То же самое переживает алкоголик, узнавший, что пить ему больше нельзя, а надо лечить цирроз печени. А у него, Пономарева, наступил цирроз мозга. И работать ему больше нельзя.
Слепое полуденное солнце постепенно лучом достигло его лба и ужалило.
— Ты уснул, Толя? — спросил Зоин голос.
Он очнулся. Зоя, недосягаемая и вечно соблазнительная, улыбалась возле.
— Я подумала, Толя, — заметила она, — что, наверное, раз ты очень хочешь — нам можно правда сходить с тобой в кино. Завтра хочешь?
— Да, — обрадовался он. — Завтра! Всегда. Это для тебя шутка, каприз, Зоя. А для меня… Не шути так, милая Зоя. Я старый больной хулиган.
Зоя изучала его прозрачными глазами. Там, в глубине этих бездонных болот, полная радость метафизического бытия.
Они вместе с Зоей съели в столовой по отбивной котлете, а во время компота Зоя решилась.
— Ты разве не любишь свою жену, Пономарев?

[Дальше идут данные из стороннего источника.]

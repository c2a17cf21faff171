//! State Projector
//!
//! Folds an aggregate's events over a baseline (empty state or the newest
//! snapshot at or below the target version). Pure: no writes, no clock.

use std::sync::Arc;

use serde::Serialize;
use serde_json::{Map, Value};

use super::ReducerRegistry;
use crate::aggregate::AggregateRecord;
use crate::cancel::CancelToken;
use crate::domain::AggregateKey;
use crate::error::{StoreError, StoreResult};
use crate::event_store::{EventLog, EventQuery, EventStorage};
use crate::snapshot::{self, Snapshot};

/// Derived state of an aggregate at a version
#[derive(Debug, Clone, PartialEq, Serialize)]
#[serde(rename_all = "camelCase")]
pub struct ProjectedState {
    pub aggregate_type: String,
    pub aggregate_id: String,
    pub version: u64,
    pub state: Value,
    /// Version of the snapshot the fold started from (0 = empty state)
    pub baseline_version: u64,
}

#[derive(Clone)]
pub struct StateProjector {
    storage: Arc<dyn EventStorage>,
    log: EventLog,
    reducers: Arc<ReducerRegistry>,
}

impl StateProjector {
    pub fn new(storage: Arc<dyn EventStorage>, log: EventLog, reducers: Arc<ReducerRegistry>) -> Self {
        Self {
            storage,
            log,
            reducers,
        }
    }

    /// Project `record` at `target_version` (default: current version).
    ///
    /// # Errors
    ///
    /// - `NotFound` when the aggregate has no events
    /// - `VersionNotFound` when the target is 0 or past the current version
    pub fn project(
        &self,
        record: &AggregateRecord,
        target_version: Option<u64>,
        use_snapshots: bool,
        cancel: Option<CancelToken>,
    ) -> StoreResult<ProjectedState> {
        if record.current_version == 0 {
            return Err(StoreError::aggregate_not_found(
                &record.aggregate_type,
                &record.aggregate_id,
            ));
        }

        let target = target_version.unwrap_or(record.current_version);
        if target == 0 || target > record.current_version {
            return Err(StoreError::VersionNotFound {
                requested: target,
                current: record.current_version,
            });
        }

        let key = record.key();
        let baseline = if use_snapshots {
            snapshot::latest_at_or_below(self.storage.as_ref(), &key, target)?
        } else {
            None
        };

        match baseline {
            Some(snapshot) => match self.fold_from_snapshot(&key, &snapshot, target, cancel.clone())? {
                Some(projected) => Ok(projected),
                None => {
                    tracing::warn!(
                        aggregate = %key,
                        snapshot_id = snapshot.snapshot_id,
                        "Snapshot does not link to the event log, replaying from scratch"
                    );
                    self.fold(&key, Value::Object(Map::new()), 0, target, cancel)
                }
            },
            None => self.fold(&key, Value::Object(Map::new()), 0, target, cancel),
        }
    }

    /// Fold on top of a snapshot; `None` when the next event's prior_hash
    /// does not match the snapshot's chain head
    fn fold_from_snapshot(
        &self,
        key: &AggregateKey,
        snapshot: &Snapshot,
        target: u64,
        cancel: Option<CancelToken>,
    ) -> StoreResult<Option<ProjectedState>> {
        if snapshot.as_of_version < target {
            let next = self
                .log
                .read_range(key, snapshot.as_of_version + 1, snapshot.as_of_version + 1, None)?;
            if next.first().map(|e| e.prior_hash) != Some(snapshot.chain_head) {
                return Ok(None);
            }
        }

        self.fold(
            key,
            snapshot.projected_state.clone(),
            snapshot.as_of_version,
            target,
            cancel,
        )
        .map(Some)
    }

    fn fold(
        &self,
        key: &AggregateKey,
        mut state: Value,
        baseline_version: u64,
        target: u64,
        cancel: Option<CancelToken>,
    ) -> StoreResult<ProjectedState> {
        let mut folded = 0u64;

        if baseline_version < target {
            let query = EventQuery::range(baseline_version + 1, target);
            for event in self.log.stream(key, &query, target, cancel) {
                let event = event?;
                self.reducers.apply(&mut state, &event);
                folded += 1;
            }
        }

        if baseline_version + folded != target {
            return Err(StoreError::Storage(format!(
                "event log for {} ends at {} but version {} was requested",
                key,
                baseline_version + folded,
                target
            )));
        }

        Ok(ProjectedState {
            aggregate_type: key.aggregate_type.clone(),
            aggregate_id: key.aggregate_id.clone(),
            version: target,
            state,
            baseline_version,
        })
    }
}

impl std::fmt::Debug for StateProjector {
    fn fmt(&self, f: &mut std::fmt::Formatter<'_>) -> std::fmt::Result {
        f.debug_struct("StateProjector")
            .field("log", &self.log)
            .field("reducers", &self.reducers)
            .finish_non_exhaustive()
    }
}

/// Pick fields out of a projected state. Dotted paths walk nested objects;
/// a missing path yields `null`.
pub fn select_fields(state: &Value, fields: &[String]) -> Value {
    let mut selection = Map::new();
    for field in fields {
        let value = field
            .split('.')
            .try_fold(state, |current, segment| current.get(segment))
            .cloned()
            .unwrap_or(Value::Null);
        selection.insert(field.clone(), value);
    }
    Value::Object(selection)
}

— Нет, — быстро и счастливо отмежевался он. — Никогда не любил, женился из благородства и озорства. Я тебя теперь люблю, Зоя!
Зоя покраснела.
— Не надо так, — попросила она.
— Я люблю тебя, — сказал Пономарев. — Я иду на работу, чтобы увидеть тебя, услышать твой смех, посмотреть на твои волосы. Каждый день счастье, потому что я знаю, что ты — на работе. И как хорошо, что ты редко болеешь! Ты всегда со мной.
Он поперхнулся сливовой косточкой и проглотил ее.
— Косточку проглотил! — сообщил он в тревоге.
Все было противно Пономареву, и было то противно, как Зоя слушала его бред, и не понимала, и готова была еще слушать. Это значит, все могло быть с ним, вся ложь и фальшь были ему свойственны. Но было еще самое мерзкое — ему льстила Зоина внимательность, Зоино терпение и Зоино унижение. Он был умнее Зои и умел над ней куражиться — вот что ему льстило.
— Зоя, я тебя недостоин, — сказал он подло.
Тут к ним подсел Вениамин Воробейченко, расставил на столе щи, котлету, чай, пирожное, салат и селедку.
— Мир вашему дому, — коварно-дружелюбно улыбаясь, приветствовал он влюбленную пару.
Пономарев в сотый раз с удивлением вгляделся. Чистый и опрятный, в модном галстуке Воробейченко излучал доброту и светлую печаль. Розовое, усталое лицо с породистыми черными бровями, тонкие мелкие губы, саркастическая складка у рта. Зачем же он говорит про него гадости за спиной, если они как братья? Зачем Воробейченко подарил ему щенка. Доставал где-то с трудом щенка, чтобы подарить его другу. Зачем? Это не укладывается в психологический портрет.